J'ai grandi dans un quartier populaire à la périphérie de São Paulo, et un ordinateur était de loin la chose la plus intéressante de la maison. Je me souviens de la sensation précise de m'asseoir devant, le reste de la pièce devenant silencieux et sans importance. Mes parents fixaient des limites et j'ai passé une bonne partie de mon enfance à les contourner — au début, clairement, pour le temps d'écran en plus, puis de plus en plus parce qu'un verrou est une chose qu'on est censé pouvoir comprendre. C'est la forme que tout a prise depuis : moins d'intérêt à utiliser la machine qu'à savoir ce qu'elle fait en dessous.
J'ai écrit mon premier vrai code en 2013, dans un programme technique de développement web, et ça a pris immédiatement. Le fait de pouvoir construire quelque chose à partir de rien et de lui donner exactement la forme que j'imaginais était le plus grand contrôle que j'aie jamais eu sur quoi que ce soit. Cela m'a mené à l'université avec une bourse complète, ce qui, pour quelqu'un d'où je viens, n'était pas rien : c'était la preuve que la porte s'ouvrait vraiment.
Un ami m'a dit à cette époque que la beauté de l'apprentissage, c'est que personne ne peut te le retirer. C'est l'une des rares phrases de ce genre face auxquelles je n'ai jamais réussi à devenir cynique, sans doute parce qu'elle s'est révélée littéralement vraie : l'argent, le titre, l'entreprise se sont tous avérés détachables, et la compréhension, non.
Le travail a fini par me sortir du Brésil. L'Italie d'abord, qui a été le choc initial de découvrir à quel point l'industrie était plus grande et plus étrange que la version que j'en avais vue depuis chez moi. Puis un an en Irlande dans une équipe internationale chez Rithum, et après cela une période en France.
C'est en grande partie pour cela que mes projets parlent six langues — anglais, français, portugais, italien, espagnol, japonais. Ça rend bien aussi sur un portfolio, et je ne vais pas prétendre que ça ne compte pour rien, mais ce n'est pas de là que vient l'habitude. Ayant vécu à l'intérieur de quelques-unes de ces langues, un site qui ne fonctionne que dans une seule me paraît désormais inachevé.
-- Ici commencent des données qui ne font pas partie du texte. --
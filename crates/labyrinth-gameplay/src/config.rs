//! Tuning constants of the enemy AI.

use serde::{Deserialize, Serialize};

use labyrinth_common::EYE_HEIGHT;

/// Enemy behaviour parameters.
///
/// The defaults reproduce the reference tuning; every field can be
/// overridden from a config file.
#[derive(Debug, Clone, PartialEq, Serialize, Deserialize)]
#[serde(default)]
pub struct AiConfig {
    // === Motion ===
    /// Patrol step per tick (world units)
    pub patrol_speed: f32,
    /// Fraction of the enemy-to-player vector covered per chase tick
    pub chase_factor: f32,
    /// Chase motion stops inside this distance of the player
    pub chase_standoff: f32,
    /// Radius in which walls and enemies limit motion
    pub scan_radius: f32,
    /// Fixed Y coordinate of enemies
    pub eye_height: f32,

    // === Combat ===
    /// Minimum spacing between shots (milliseconds)
    pub fire_cooldown_ms: u64,
    /// Scale applied to the enemy-to-player vector to get bullet velocity
    pub aim_scale: f32,
    /// Player bullets at or within this distance kill the enemy
    pub death_radius: f32,

    // === Perception ===
    /// Maximum distance at which the player is noticed
    pub aggro_radius: f32,
    /// Once chasing, never drop back to patrol
    pub sticky_aggro: bool,

    // === Timing ===
    /// Seconds between patrol direction re-rolls
    pub reroll_interval: f32,
    /// Minimum spacing between ticks (milliseconds)
    pub tick_interval_ms: u64,
}

impl Default for AiConfig {
    fn default() -> Self {
        Self {
            patrol_speed: 0.025,
            chase_factor: 0.0075,
            chase_standoff: 2.0,
            scan_radius: 2.0,
            eye_height: EYE_HEIGHT,

            fire_cooldown_ms: 1000,
            aim_scale: 0.05,
            death_radius: 1.0,

            aggro_radius: 15.0,
            sticky_aggro: false,

            reroll_interval: 3.0,
            tick_interval_ms: 10,
        }
    }
}

impl AiConfig {
    /// Validate and clamp values to sensible ranges.
    pub fn validate(&mut self) {
        self.patrol_speed = self.patrol_speed.clamp(0.0, 1.0);
        self.chase_factor = self.chase_factor.clamp(0.0, 1.0);
        self.chase_standoff = self.chase_standoff.clamp(0.0, 100.0);
        self.scan_radius = self.scan_radius.clamp(1.0, 16.0);

        self.fire_cooldown_ms = self.fire_cooldown_ms.clamp(50, 60_000);
        self.aim_scale = self.aim_scale.clamp(0.001, 1.0);
        self.death_radius = self.death_radius.clamp(0.0, 10.0);

        self.aggro_radius = self.aggro_radius.clamp(0.0, 1000.0);

        // A zero period would make the scheduler fire on every poll
        self.reroll_interval = self.reroll_interval.clamp(0.1, 600.0);
        self.tick_interval_ms = self.tick_interval_ms.clamp(1, 1000);
    }
}
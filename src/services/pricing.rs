// src/services/pricing.rs
use chrono::NaiveDate;
use log::debug;
use serde::Serialize;
use std::collections::HashSet;

use crate::models::{PriceRecord, RawPriceRecord};
use crate::services::discount::start_sort_key;

#[derive(Debug, Clone, Copy, PartialEq, Eq, Serialize)]
pub struct DiscountBreakdown {
    pub amount: i64,
    pub discounted_price: i64,
}

/// Split the overloaded `discount_price` column into an amount and a final price.
///
/// Upstream rows store either the amount taken off or the price after the discount
/// in the same column. Anything above 30% of the selling price is read as the final
/// price, anything at or below it as the amount.
pub fn resolve_discount(selling_price: i64, discount_price: Option<i64>) -> Option<DiscountBreakdown> {
    let discount_price = discount_price?;
    // integer form of `discount_price > selling_price * 0.3`, widened so request values cannot overflow
    let breakdown = if discount_price as i128 * 10 > selling_price as i128 * 3 {
        DiscountBreakdown {
            amount: selling_price.saturating_sub(discount_price),
            discounted_price: discount_price,
        }
    } else {
        DiscountBreakdown {
            amount: discount_price,
            discounted_price: selling_price.saturating_sub(discount_price),
        }
    };
    Some(breakdown)
}

pub fn normalize(raw: RawPriceRecord) -> PriceRecord {
    let breakdown = resolve_discount(raw.selling_price, raw.discount_price);
    PriceRecord {
        product_id: raw.product_id,
        store_id: raw.store_id,
        recorded_at: raw.recorded_at,
        selling_price: raw.selling_price,
        discount_amount: breakdown.map(|b| b.amount),
        discounted_price: breakdown.map(|b| b.discounted_price),
        current_price: raw.current_price,
        discount_period: raw.discount_period,
    }
}

pub fn normalize_all(raw: Vec<RawPriceRecord>) -> Vec<PriceRecord> {
    raw.into_iter().map(normalize).collect()
}

/// Stable sort, most recent `recorded_at` first.
pub fn sort_newest_first(records: &mut [PriceRecord]) {
    records.sort_by(|a, b| b.recorded_at.cmp(&a.recorded_at));
}

/// `(period start as YYMMDD or 0, current price)`
pub fn dedupe_key(record: &PriceRecord, today: NaiveDate) -> (u32, i64) {
    let start = start_sort_key(record.discount_period.as_deref(), today).unwrap_or(0);
    (start, record.current_price)
}

/// Collapse price history that describes the same discount event.
///
/// `records` must already be newest first: the first record seen for a key is kept,
/// so the survivor of each group is its most recent registration. Plain prices with
/// no period share the start key 0 and collapse per price.
pub fn dedupe(records: Vec<PriceRecord>, today: NaiveDate) -> Vec<PriceRecord> {
    let total = records.len();
    let mut seen = HashSet::new();
    let retained: Vec<PriceRecord> = records
        .into_iter()
        .filter(|record| seen.insert(dedupe_key(record, today)))
        .collect();

    debug!("Deduplicated price history: kept {} of {}", retained.len(), total);
    retained
}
Pendant des années, mon portfolio a été le seul témoignage public de tout ce que j'avais fait, et il ne montrait que l'objet fini : jamais le raisonnement en dessous, les disputes avec moi-même, les versions que j'ai jetées, la partie qui est vraiment le travail. Je voulais un endroit qui puisse contenir cela aussi.
Ce blog, c'est là que ça va. Il tourne sur Next.js et React, avec Tailwind pour les parties de l'interface sur lesquelles je suis pointilleux, et un backend Strapi auto-hébergé sur AWS. Dans les mois à venir, je veux écrire l'architecture comme il faut : comment les pièces s'emboîtent réellement, pas la version qui tient sur une fiche de projet.
Ce que j'aime, c'est l'ensemble : l'interface où les détails comptent, le backend derrière, la base de données en dessous, et les coutures où tout se rejoint. Je compose avec les outils plus que je ne les utilise. Et rien de tout cela n'est jamais fini — le logiciel est simplement à différents stades de non-achèvement, ce qui est libérateur ou épuisant selon la semaine.
Je fais ça depuis plus de dix ans et je me sens toujours légèrement en décalage avec la façon dont la plupart des gens s'y rapportent, ce que j'ai cessé de traiter comme un problème à résoudre. C'est ici que je vais l'écrire. Les fondations sont posées ; maintenant, il faut construire.